What you return must be every line below that includes the word "incr".

-- Opening Marker --

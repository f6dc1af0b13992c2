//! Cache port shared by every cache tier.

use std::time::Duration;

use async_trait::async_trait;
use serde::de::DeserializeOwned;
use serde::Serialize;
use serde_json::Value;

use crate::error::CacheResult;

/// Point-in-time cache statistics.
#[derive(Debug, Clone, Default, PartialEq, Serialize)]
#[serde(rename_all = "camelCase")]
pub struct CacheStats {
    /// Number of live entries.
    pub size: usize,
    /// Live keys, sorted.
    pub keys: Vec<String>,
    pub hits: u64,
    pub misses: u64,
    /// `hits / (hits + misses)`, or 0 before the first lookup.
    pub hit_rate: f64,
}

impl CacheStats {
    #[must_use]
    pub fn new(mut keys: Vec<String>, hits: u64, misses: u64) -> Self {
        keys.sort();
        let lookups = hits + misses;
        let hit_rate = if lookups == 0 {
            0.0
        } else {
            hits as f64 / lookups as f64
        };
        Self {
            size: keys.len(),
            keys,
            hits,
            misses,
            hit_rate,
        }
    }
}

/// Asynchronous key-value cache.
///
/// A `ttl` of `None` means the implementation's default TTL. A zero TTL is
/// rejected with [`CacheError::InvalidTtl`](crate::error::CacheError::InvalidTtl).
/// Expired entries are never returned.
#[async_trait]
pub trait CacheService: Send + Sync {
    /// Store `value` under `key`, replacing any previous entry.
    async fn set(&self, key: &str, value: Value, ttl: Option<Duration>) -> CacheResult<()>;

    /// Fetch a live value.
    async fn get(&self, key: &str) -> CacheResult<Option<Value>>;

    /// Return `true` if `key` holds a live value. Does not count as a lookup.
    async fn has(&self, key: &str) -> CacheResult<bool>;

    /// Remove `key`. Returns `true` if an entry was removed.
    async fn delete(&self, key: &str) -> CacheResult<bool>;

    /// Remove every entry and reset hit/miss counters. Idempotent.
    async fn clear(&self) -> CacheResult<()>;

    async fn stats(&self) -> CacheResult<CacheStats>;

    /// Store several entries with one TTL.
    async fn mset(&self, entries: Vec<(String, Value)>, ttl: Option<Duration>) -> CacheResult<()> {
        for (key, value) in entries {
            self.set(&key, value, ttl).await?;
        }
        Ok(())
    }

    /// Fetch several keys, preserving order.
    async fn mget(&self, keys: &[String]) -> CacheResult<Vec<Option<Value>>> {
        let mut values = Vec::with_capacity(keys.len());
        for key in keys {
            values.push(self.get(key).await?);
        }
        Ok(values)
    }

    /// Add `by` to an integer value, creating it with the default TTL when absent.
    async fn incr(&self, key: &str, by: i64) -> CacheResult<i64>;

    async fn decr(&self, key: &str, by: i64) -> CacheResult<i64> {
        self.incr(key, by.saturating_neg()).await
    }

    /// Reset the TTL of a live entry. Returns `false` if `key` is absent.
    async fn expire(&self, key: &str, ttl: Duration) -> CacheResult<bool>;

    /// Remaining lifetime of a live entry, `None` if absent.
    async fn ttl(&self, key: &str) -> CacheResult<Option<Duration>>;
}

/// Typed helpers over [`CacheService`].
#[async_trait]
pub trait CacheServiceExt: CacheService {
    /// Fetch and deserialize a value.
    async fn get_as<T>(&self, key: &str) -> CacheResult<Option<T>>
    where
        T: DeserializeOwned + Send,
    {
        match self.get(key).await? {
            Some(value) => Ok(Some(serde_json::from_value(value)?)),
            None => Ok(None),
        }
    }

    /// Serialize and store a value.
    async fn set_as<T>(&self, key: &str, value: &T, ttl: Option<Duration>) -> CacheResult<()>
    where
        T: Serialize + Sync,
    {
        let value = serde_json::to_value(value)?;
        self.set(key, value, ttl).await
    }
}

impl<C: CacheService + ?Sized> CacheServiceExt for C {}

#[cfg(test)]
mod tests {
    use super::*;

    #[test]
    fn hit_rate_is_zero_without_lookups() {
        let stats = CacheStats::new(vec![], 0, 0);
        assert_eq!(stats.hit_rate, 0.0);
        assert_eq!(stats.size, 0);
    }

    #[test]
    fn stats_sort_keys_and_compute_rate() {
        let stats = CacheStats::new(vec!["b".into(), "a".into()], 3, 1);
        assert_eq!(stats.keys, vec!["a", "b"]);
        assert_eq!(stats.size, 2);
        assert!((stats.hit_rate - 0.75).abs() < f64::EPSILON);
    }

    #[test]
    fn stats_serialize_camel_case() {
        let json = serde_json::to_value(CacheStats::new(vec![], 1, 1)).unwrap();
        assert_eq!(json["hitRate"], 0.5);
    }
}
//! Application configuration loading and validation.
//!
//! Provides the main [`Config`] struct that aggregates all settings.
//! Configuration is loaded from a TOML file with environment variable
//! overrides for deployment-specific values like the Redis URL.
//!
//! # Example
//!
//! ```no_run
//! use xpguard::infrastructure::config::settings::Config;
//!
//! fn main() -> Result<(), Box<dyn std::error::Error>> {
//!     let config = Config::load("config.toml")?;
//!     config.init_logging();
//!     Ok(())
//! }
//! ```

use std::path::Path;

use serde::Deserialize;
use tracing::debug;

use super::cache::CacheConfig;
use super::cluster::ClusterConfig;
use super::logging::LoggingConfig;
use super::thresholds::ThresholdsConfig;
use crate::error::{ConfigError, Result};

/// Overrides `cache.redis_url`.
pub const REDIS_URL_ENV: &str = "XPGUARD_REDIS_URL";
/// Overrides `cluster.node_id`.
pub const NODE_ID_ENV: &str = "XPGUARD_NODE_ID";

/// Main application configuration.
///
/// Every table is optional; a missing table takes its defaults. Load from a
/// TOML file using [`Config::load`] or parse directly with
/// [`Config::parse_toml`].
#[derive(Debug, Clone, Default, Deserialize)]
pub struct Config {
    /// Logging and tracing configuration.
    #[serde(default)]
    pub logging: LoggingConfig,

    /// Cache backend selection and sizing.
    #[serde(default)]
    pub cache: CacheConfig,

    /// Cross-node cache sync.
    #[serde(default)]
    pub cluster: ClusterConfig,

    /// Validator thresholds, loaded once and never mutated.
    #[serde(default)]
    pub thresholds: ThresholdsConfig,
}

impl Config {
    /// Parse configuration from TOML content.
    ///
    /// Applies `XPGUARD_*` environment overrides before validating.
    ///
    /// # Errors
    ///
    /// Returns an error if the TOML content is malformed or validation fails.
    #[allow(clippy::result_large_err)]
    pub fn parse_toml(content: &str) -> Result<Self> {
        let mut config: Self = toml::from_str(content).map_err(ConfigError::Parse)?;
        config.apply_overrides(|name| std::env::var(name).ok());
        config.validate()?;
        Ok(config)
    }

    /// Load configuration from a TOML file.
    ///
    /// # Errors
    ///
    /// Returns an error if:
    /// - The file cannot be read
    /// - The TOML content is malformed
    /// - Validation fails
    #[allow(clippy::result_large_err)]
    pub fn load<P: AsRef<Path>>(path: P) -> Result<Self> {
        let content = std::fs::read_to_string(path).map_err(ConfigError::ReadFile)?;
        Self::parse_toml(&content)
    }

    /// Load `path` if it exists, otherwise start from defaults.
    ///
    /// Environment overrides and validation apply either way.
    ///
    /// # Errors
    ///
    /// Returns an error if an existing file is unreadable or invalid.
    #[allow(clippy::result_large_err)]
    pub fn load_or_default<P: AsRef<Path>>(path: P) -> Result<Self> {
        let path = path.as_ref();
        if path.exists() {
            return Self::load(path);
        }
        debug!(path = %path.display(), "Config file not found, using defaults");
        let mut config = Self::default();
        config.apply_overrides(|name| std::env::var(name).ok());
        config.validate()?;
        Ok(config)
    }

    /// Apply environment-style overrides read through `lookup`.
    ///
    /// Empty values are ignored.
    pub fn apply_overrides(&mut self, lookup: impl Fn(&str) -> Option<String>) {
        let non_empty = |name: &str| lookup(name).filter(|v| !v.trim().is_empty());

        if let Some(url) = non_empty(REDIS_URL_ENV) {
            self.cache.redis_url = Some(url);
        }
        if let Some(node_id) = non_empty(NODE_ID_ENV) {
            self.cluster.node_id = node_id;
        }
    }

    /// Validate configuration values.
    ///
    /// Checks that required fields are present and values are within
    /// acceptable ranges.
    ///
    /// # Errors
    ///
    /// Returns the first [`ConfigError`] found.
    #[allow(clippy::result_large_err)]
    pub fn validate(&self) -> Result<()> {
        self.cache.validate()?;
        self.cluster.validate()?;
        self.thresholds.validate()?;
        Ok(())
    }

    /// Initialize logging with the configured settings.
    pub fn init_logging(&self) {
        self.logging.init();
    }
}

-- Closing Marker --

:: Response below ::
    async fn incr(&self, key: &str, by: i64) -> CacheResult<i64>;
        self.incr(key, by.saturating_neg()).await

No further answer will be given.